- **Required action**: Below are the records; count how many of their lines hold the string "MatchState" and give the number alone.

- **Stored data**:
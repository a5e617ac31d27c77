//! Island generation and tick throughput.

use criterion::{black_box, criterion_group, criterion_main, BatchSize, Criterion};
use rand::rngs::StdRng;
use rand::SeedableRng;

use royale::game::IslandMap;
use royale::{tick, MatchConfig, MatchState};

fn bench_generate(c: &mut Criterion) {
    c.bench_function("island_generate", |b| {
        b.iter(|| IslandMap::generate(black_box(4242)))
    });
}

fn bench_tick(c: &mut Criterion) {
    let config = MatchConfig::default();
    let mut names = StdRng::seed_from_u64(1);
    let state = match MatchState::new(1, 4242, 0.0, &config, &mut names) {
        Ok(state) => state,
        Err(e) => panic!("world generation failed: {}", e),
    };

    c.bench_function("tick_full_match", |b| {
        let mut rng = StdRng::seed_from_u64(2);
        b.iter_batched(
            || state.clone(),
            |mut s| tick(&mut s, black_box(10.0), &config, &mut rng),
            BatchSize::SmallInput,
        )
    });
}

criterion_group!(benches, bench_generate, bench_tick);
criterion_main!(benches);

- **Task output**: 2